2.3 Qu’est ce qu’une citoyenneté active ?

Le terme Citoyenneté est aujourd’hui employé à tort et à travers, notamment en période électoral, au risque de lui ôter toute sa valeur et sa force. C’est la raison pour laquelle, au-delà d’une conception plus générale, nous parlerons d’une “citoyenneté active” , qui renvoie à l’exercice de la citoyenneté dans des situations précises. Elle traduit la capacité des personnes à se prendre ou se reprendre en charge individuellement ; collectivement, à renouer des liens avec les autres et l’environnement dans lequel elles vivent. Le concept de “sujet”, développé par A. Touraine, exprime cette idée :

‘“Etre Sujet signifie avoir la volonté d’être acteur, c’est-à-dire de modifier son environnement plutôt que d’être déterminé par lui”. ( 114 )’

Sujet : (n.m.) cause, raison, motif. Personne considérée par rapport à ses actes. Le sujet n’est-il à considérer que par rapport à ce qui le fait agir, comme cause de son comportement ?

Sujet : (adj.) soumis, astreint. Etre le sujet de, être sujet à ; le sujet envisagé comme le lieu et le temps d’une soumission, à un ordre symbolique, humain.

Subjectif : qui se rapporte au sujet pensant, par opposition à l’objectif, qui se rapporte à l’objet pensé. Le sujet renvoie à l’opposition sujet/objet ; le sujet comme être connaissant par opposition à l’objet comme être connu.

Si l’on s’intéresse de plus près à l’étymologie du mot “sujet”, un historique de ce mot éclaire ses différents sens.Tout d’abord, le sujet est renvoyé à une notion d’assujettissement et de soumission.comme dans l’expression : “les sujets du Roi”. Puis le terme va évoluer et désigner une chose qui possède une nature propre. Parallèlement, il va aussi représenter un être humain, objet d’expérience, puis un être humain autonome, capable d’action. Pour Kant, le sujet est un être pensant, considéré comme le lieu de la connaissance. Nous parlons également de sujet de droit (à savoir celui qui possède la maîtrise de ce dernier) Ainsi, la notion de sujet oscille toujours entre existence et expérimentation, entre libre arbitre et manipulation.

D’un point de vue plus sociologique, la nuance est plus clairement explicite. Le sujet s’oppose à l’objet.

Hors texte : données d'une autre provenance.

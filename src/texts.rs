//! Loading the list of lines to display.

use crate::config::{PLACEHOLDER_TEXT, TEXT_FILE_NAME};
use std::path::{Path, PathBuf};

/// Produces one candidate location for the text file, if it has one.
type PathProvider = fn() -> Option<PathBuf>;

/// Where to look for the text file, in order of preference.
const PATH_PROVIDERS: &[(&str, PathProvider)] = &[
    ("executable directory", executable_dir),
    ("working directory", working_dir),
    ("home directory", home_dir),
    ("project root", project_root),
];

fn executable_dir() -> Option<PathBuf> {
    let exe = std::env::current_exe().ok()?;
    exe.parent().map(Path::to_path_buf)
}

fn working_dir() -> Option<PathBuf> {
    std::env::current_dir().ok()
}

fn home_dir() -> Option<PathBuf> {
    dirs::home_dir()
}

/// `target/<profile>/` sits two levels below the project root.
fn project_root() -> Option<PathBuf> {
    executable_dir().map(|dir| dir.join("..").join(".."))
}

/// Candidate paths for the text file, most preferred first.
pub fn candidate_paths() -> Vec<PathBuf> {
    PATH_PROVIDERS
        .iter()
        .filter_map(|(name, provider)| match provider() {
            Some(dir) => Some(dir.join(TEXT_FILE_NAME)),
            None => {
                log::debug!("No {} available, skipping", name);
                None
            }
        })
        .collect()
}

const BYTE_ORDER_MARK: char = '\u{feff}';

/// LF, CR, VT, FF, NEL, LINE SEPARATOR and PARAGRAPH SEPARATOR.
const LINE_TERMINATORS: [char; 7] = [
    '\n', '\r', '\u{0b}', '\u{0c}', '\u{85}', '\u{2028}', '\u{2029}',
];

/// Ordered, non-empty list of lines.
#[derive(Debug, Clone, PartialEq, Eq)]
pub struct TextList {
    lines: Vec<String>,
}

/// A text list and the file it came from, if any.
#[derive(Debug, Clone)]
pub struct LoadedTexts {
    pub texts: TextList,
    pub source: Option<PathBuf>,
}

impl TextList {
    /// Split `content` into lines and drop the empty ones.
    ///
    /// Every Unicode line terminator ends a line, so CRLF files leave no
    /// stray carriage returns. A leading byte order mark is ignored. Returns
    /// `None` if nothing is left.
    pub fn parse(content: &str) -> Option<Self> {
        let content = content.strip_prefix(BYTE_ORDER_MARK).unwrap_or(content);
        let lines: Vec<String> = content
            .split(LINE_TERMINATORS)
            .filter(|line| !line.is_empty())
            .map(String::from)
            .collect();

        if lines.is_empty() {
            None
        } else {
            Some(Self { lines })
        }
    }

    /// The single-line list shown when nothing could be loaded.
    pub fn placeholder() -> Self {
        Self {
            lines: vec![PLACEHOLDER_TEXT.to_string()],
        }
    }

    /// Load from the default candidate locations.
    pub fn load() -> LoadedTexts {
        Self::load_from(&candidate_paths())
    }

    /// Load from the first readable path in `candidates`.
    ///
    /// Never fails: a missing, unreadable or blank file falls back to the
    /// placeholder.
    pub fn load_from(candidates: &[PathBuf]) -> LoadedTexts {
        for path in candidates {
            match std::fs::read_to_string(path) {
                Ok(content) => {
                    log::debug!("Read {}", path.display());
                    return match Self::parse(&content) {
                        Some(texts) => LoadedTexts {
                            texts,
                            source: Some(path.clone()),
                        },
                        None => {
                            log::info!(
                                "{} has no non-empty lines, showing placeholder",
                                path.display()
                            );
                            LoadedTexts {
                                texts: Self::placeholder(),
                                source: Some(path.clone()),
                            }
                        }
                    };
                }
                Err(e) => {
                    log::debug!("Skipping {}: {}", path.display(), e);
                }
            }
        }

        log::info!(
            "No {} found, showing placeholder. Looked in: {:?}",
            TEXT_FILE_NAME,
            candidates
        );
        LoadedTexts {
            texts: Self::placeholder(),
            source: None,
        }
    }

    /// Line at `index`. Panics if out of range.
    pub fn get(&self, index: usize) -> &str {
        &self.lines[index]
    }

    pub fn len(&self) -> usize {
        self.lines.len()
    }

    /// Always false; the list holds at least one line.
    pub fn is_empty(&self) -> bool {
        false
    }

    pub fn iter(&self) -> impl Iterator<Item = &str> {
        self.lines.iter().map(String::as_str)
    }
}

Le sujet est toujours un être humain, alors que l’objet est ce sur quoi l’on agit ou intervient. Cependant, dans la réalité de la pratique quotidienne, nous revoyons poindre les possibilités de confusion ; ainsi, le public peut être sujet à divers problèmes et objet de toute notre attention. La distinction sociologique montre que ces individus en souffrance sociale sont objet de soin, dans le sens où le soin s’applique à eux ; ainsi, nous verrons un public objet d’éducation, d’animation, etc...

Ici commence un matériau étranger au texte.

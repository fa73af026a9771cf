//! Key event sources and the routing they share.

use crate::binding::Bindings;
use crate::dispatch::Dispatcher;
use crate::foreground::ForegroundOnlySource;
use crate::hotkey::Modifiers;
use crate::key::Key;
use anyhow::Result;
use eframe::egui;
use std::sync::atomic::{AtomicBool, Ordering};
use std::sync::Arc;

#[cfg(target_os = "macos")]
const PERMISSION_HINT: &str = "Grant Accessibility (and Input Monitoring) permission in \
     System Settings -> Privacy & Security, then restart. Until then hotkeys only work \
     while the overlay is focused.";

#[cfg(target_os = "linux")]
const PERMISSION_HINT: &str = "Add your user to the 'input' group (or run as root) so \
     /dev/input/event* is readable, then log in again. Until then hotkeys only work \
     while the overlay is focused.";

#[cfg(not(any(target_os = "macos", target_os = "linux")))]
const PERMISSION_HINT: &str =
    "Global hotkeys could not be installed; hotkeys only work while the overlay is focused.";

/// How key events reach the router.
#[derive(Debug, Clone, Copy, PartialEq, Eq)]
pub enum CaptureMode {
    /// Every key-down on the system, regardless of focus.
    SystemWide,
    /// Only key-downs delivered to the overlay window.
    ForegroundOnly,
}

impl std::fmt::Display for CaptureMode {
    fn fmt(&self, f: &mut std::fmt::Formatter<'_>) -> std::fmt::Result {
        match self {
            CaptureMode::SystemWide => write!(f, "system-wide"),
            CaptureMode::ForegroundOnly => write!(f, "foreground only"),
        }
    }
}

/// Matches key-downs against the bindings and dispatches the result.
///
/// Shared by every source; clones share the enabled flag, so disabling one
/// disables all.
#[derive(Clone)]
pub struct KeyRouter {
    bindings: Bindings,
    dispatcher: Dispatcher,
    enabled: Arc<AtomicBool>,
}

impl KeyRouter {
    pub fn new(bindings: Bindings, dispatcher: Dispatcher) -> Self {
        Self {
            bindings,
            dispatcher,
            enabled: Arc::new(AtomicBool::new(true)),
        }
    }

    /// Handle a key-down. Returns true if the event was consumed.
    ///
    /// Unbound combinations, and every event after [`disable`](Self::disable),
    /// are left for the rest of the system.
    pub fn on_key_down(&self, key: Key, modifiers: Modifiers) -> bool {
        if !self.is_enabled() {
            return false;
        }
        match self.bindings.lookup(key, modifiers) {
            Some(action) => {
                log::debug!("Key {:?} with {:?} -> {}", key, modifiers, action);
                self.dispatcher.dispatch(action);
                true
            }
            None => false,
        }
    }

    pub fn is_enabled(&self) -> bool {
        self.enabled.load(Ordering::SeqCst)
    }

    pub fn disable(&self) {
        self.enabled.store(false, Ordering::SeqCst);
    }
}

/// A listener running on a background thread with OS-wide access to the
/// keyboard.
pub struct SystemWideSource {
    router: KeyRouter,
    backend: &'static str,
    suppresses: bool,
}

impl SystemWideSource {
    /// `suppresses` is false when the backend can only observe, in which case
    /// handled events are never reported as consumed.
    pub(crate) fn new(router: KeyRouter, backend: &'static str, suppresses: bool) -> Self {
        Self {
            router,
            backend,
            suppresses,
        }
    }

    /// Name of the OS mechanism in use, for diagnostics.
    pub fn backend(&self) -> &'static str {
        self.backend
    }

    /// Whether handled key-downs are kept from other applications.
    pub fn suppresses(&self) -> bool {
        self.suppresses
    }

    pub fn on_key_down(&self, key: Key, modifiers: Modifiers) -> bool {
        self.router.on_key_down(key, modifiers) && self.suppresses
    }
}

#[cfg(target_os = "linux")]
fn start_system_wide(router: KeyRouter) -> Result<SystemWideSource> {
    crate::linux::start(router)
}

#[cfg(any(target_os = "macos", target_os = "windows"))]
fn start_system_wide(router: KeyRouter) -> Result<SystemWideSource> {
    crate::grab::start(router)
}

#[cfg(not(any(target_os = "linux", target_os = "macos", target_os = "windows")))]
fn start_system_wide(_router: KeyRouter) -> Result<SystemWideSource> {
    anyhow::bail!("System-wide key capture is not supported on this platform")
}

/// Where key-downs come from.
pub enum KeyEventSource {
    SystemWide(SystemWideSource),
    ForegroundOnly(ForegroundOnlySource),
}

impl KeyEventSource {
    pub fn mode(&self) -> CaptureMode {
        match self {
            KeyEventSource::SystemWide(_) => CaptureMode::SystemWide,
            KeyEventSource::ForegroundOnly(_) => CaptureMode::ForegroundOnly,
        }
    }

    /// Handle a key-down. Returns true if the event was consumed.
    pub fn on_key_down(&self, key: Key, modifiers: Modifiers) -> bool {
        match self {
            KeyEventSource::SystemWide(source) => source.on_key_down(key, modifiers),
            KeyEventSource::ForegroundOnly(source) => source.on_key_down(key, modifiers),
        }
    }
}

/// Builder for the key listener.
pub struct ListenerBuilder {
    bindings: Bindings,
    dispatcher: Dispatcher,
}

impl ListenerBuilder {
    /// Create a builder that sends actions to `dispatcher`.
    pub fn new(dispatcher: Dispatcher) -> Self {
        Self {
            bindings: Bindings::default(),
            dispatcher,
        }
    }

    /// Start listening, system-wide if the OS allows it.
    ///
    /// Falls back to foreground-only capture, with a warning, when the
    /// system-wide listener cannot be set up.
    pub fn start(self) -> ListenerHandle {
        let router = self.router();
        let source = match start_system_wide(router.clone()) {
            Ok(source) => {
                log::info!(
                    "Capturing hotkeys system-wide via {} ({})",
                    source.backend(),
                    if source.suppresses() {
                        "consumed keys are swallowed"
                    } else {
                        "observe only"
                    }
                );
                KeyEventSource::SystemWide(source)
            }
            Err(e) => {
                log::warn!("System-wide hotkeys unavailable: {:#}", e);
                log::warn!("{}", PERMISSION_HINT);
                KeyEventSource::ForegroundOnly(ForegroundOnlySource::new(router.clone()))
            }
        };
        ListenerHandle { router, source }
    }

    /// Start with foreground-only capture, without touching OS input.
    pub fn start_foreground_only(self) -> ListenerHandle {
        let router = self.router();
        let source = KeyEventSource::ForegroundOnly(ForegroundOnlySource::new(router.clone()));
        ListenerHandle { router, source }
    }

    fn router(self) -> KeyRouter {
        for binding in self.bindings.iter() {
            log::info!("Hotkey {} -> {}", binding.hotkey, binding.action);
        }
        KeyRouter::new(self.bindings, self.dispatcher)
    }
}

/// Handle to a running key listener.
///
/// The listener is disabled when this handle is dropped: no further actions
/// are dispatched and every key event passes through.
pub struct ListenerHandle {
    router: KeyRouter,
    source: KeyEventSource,
}

impl ListenerHandle {
    pub fn mode(&self) -> CaptureMode {
        self.source.mode()
    }

    pub fn on_key_down(&self, key: Key, modifiers: Modifiers) -> bool {
        self.source.on_key_down(key, modifiers)
    }

    /// Feed the overlay window's own key events to a foreground-only source.
    ///
    /// Does nothing for system-wide sources, which run on their own thread.
    pub fn pump(&self, ctx: &egui::Context) {
        if let KeyEventSource::ForegroundOnly(source) = &self.source {
            source.pump(ctx);
        }
    }

    /// Check if the listener is still running.
    pub fn is_running(&self) -> bool {
        self.router.is_enabled()
    }

    /// Manually stop the listener.
    ///
    /// This is called automatically when the handle is dropped.
    pub fn stop(&self) {
        if self.router.is_enabled() {
            log::debug!("Disabling {} key listener", self.mode());
        }
        self.router.disable();
    }
}

impl Drop for ListenerHandle {
    fn drop(&mut self) {
        self.stop();
    }
}

#[cfg(test)]
mod tests {
    use super::*;
    use crate::dispatch;
    use crate::event::Action;

    #[test]
    fn test_router_consumes_bound_keys() {
        let (dispatcher, queue) = dispatch::channel();
        let router = KeyRouter::new(Bindings::default(), dispatcher);

        assert!(router.on_key_down(Key::Right, Modifiers::CTRL_ALT));
        assert!(router.on_key_down(Key::PageUp, Modifiers::NONE));
        assert_eq!(queue.drain(), vec![Action::Next, Action::Previous]);
    }

    #[test]
    fn test_router_passes_unbound_keys() {
        let (dispatcher, queue) = dispatch::channel();
        let router = KeyRouter::new(Bindings::default(), dispatcher);

        assert!(!router.on_key_down(Key::Right, Modifiers::NONE));
        assert!(!router.on_key_down(Key::PageDown, Modifiers::CTRL_ALT));
        assert!(queue.drain().is_empty());
    }

    #[test]
    fn test_disabled_router_passes_everything() {
        let (dispatcher, queue) = dispatch::channel();
        let router = KeyRouter::new(Bindings::default(), dispatcher);
        let clone = router.clone();

        router.disable();
        assert!(!clone.is_enabled());
        assert!(!clone.on_key_down(Key::Right, Modifiers::CTRL_ALT));
        assert!(!clone.on_key_down(Key::Q, Modifiers::CTRL_ALT));
        assert!(queue.drain().is_empty());
    }

    #[test]
    fn test_foreground_handle() {
        let (dispatcher, queue) = dispatch::channel();
        let handle = ListenerBuilder::new(dispatcher).start_foreground_only();

        assert_eq!(handle.mode(), CaptureMode::ForegroundOnly);
        assert!(handle.is_running());
        assert!(handle.on_key_down(Key::Q, Modifiers::CTRL_ALT));
        assert_eq!(queue.drain(), vec![Action::Quit]);

        handle.stop();
        assert!(!handle.is_running());
        assert!(!handle.on_key_down(Key::Right, Modifiers::CTRL_ALT));
        assert!(queue.drain().is_empty());
    }

    #[test]
    fn test_drop_disables_shared_router() {
        let (dispatcher, queue) = dispatch::channel();
        let handle = ListenerBuilder::new(dispatcher).start_foreground_only();
        let router = handle.router.clone();

        drop(handle);
        assert!(!router.on_key_down(Key::Left, Modifiers::CTRL_ALT));
        assert!(queue.drain().is_empty());
    }

    #[test]
    fn test_observing_source_never_reports_consumption() {
        let (dispatcher, queue) = dispatch::channel();
        let router = KeyRouter::new(Bindings::default(), dispatcher);
        let observing = SystemWideSource::new(router.clone(), "test", false);
        let swallowing = SystemWideSource::new(router, "test", true);

        assert!(!observing.on_key_down(Key::Right, Modifiers::CTRL_ALT));
        assert!(swallowing.on_key_down(Key::Right, Modifiers::CTRL_ALT));
        assert_eq!(queue.drain(), vec![Action::Next, Action::Next]);
    }

    #[test]
    fn test_mode_display() {
        assert_eq!(CaptureMode::SystemWide.to_string(), "system-wide");
        assert_eq!(CaptureMode::ForegroundOnly.to_string(), "foreground only");
    }
}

Nous observons également l’engrenage qui se produit car plus un sujet est objet d’action, moins il est sujet en tant que tel dans cette réalité. Ainsi, nous découvrons que, si nous ne pouvons rendre sujet un être de par notre action, en revanche nous pouvons lui interdire de l’être. Une rupture peut donc rapidement se s’opérer entre le discours, l’objet de l’action, et l’action elle-même. Ainsi, nous constatons aisément que la prise en charge de l’individu radicalise la situation en rendant objet le sujet. Nous voyons donc là, que les limites d’une action visant l’autonomie sont atteintes. En effet, qu’est-ce-qui permet de valider que l’intervention ne vient pas limiter la capacité de l’autre à être sujet ? A quel moment ne nous substituons-nous-pas au sujet, à sa capacité de dire, de penser et de faire ? En quoi lui interdit-on d’être un citoyen actif et reconnu ?

Etre un individu, un sujet, c’est exister comme unité, comme l’expression du JE SUIS : je suis en vie, je suis moi-même. C’est se reconnaître comme sujet appartenant à une communauté humaine et reconnu par les autres comme tel. C’est trouver sa dignité, être conscient de sa valeur, de ses capacités à être et à agir pour soi, pour les autres, être relié au monde, en somme, c’est une prise de conscience.

Sur la scène locale, vivre une citoyenneté “active”, c’est mettre en pratique sa citoyenneté ; redonner un sens à sa vie ; agir dans son quotidien ; refaire des démarches au niveau professionnel et familial ; connaître ses droits ; avoir les moyens de faire des choix, de participer à la vie de son quartier, de s’intégrer dans le tissu social, de recréer ou développer des relations de voisinage, d’amitiés et de reprendre du pouvoir sur les choses. “Pouvoir” signifie, au sens positif du terme, être capable mentalement, physiquement et moralement d’agir.

Notes
114.

A. Touraine - Le retour de l’acteur, 1984, Paris, Edition Fayard, p 349, Mouvement 3.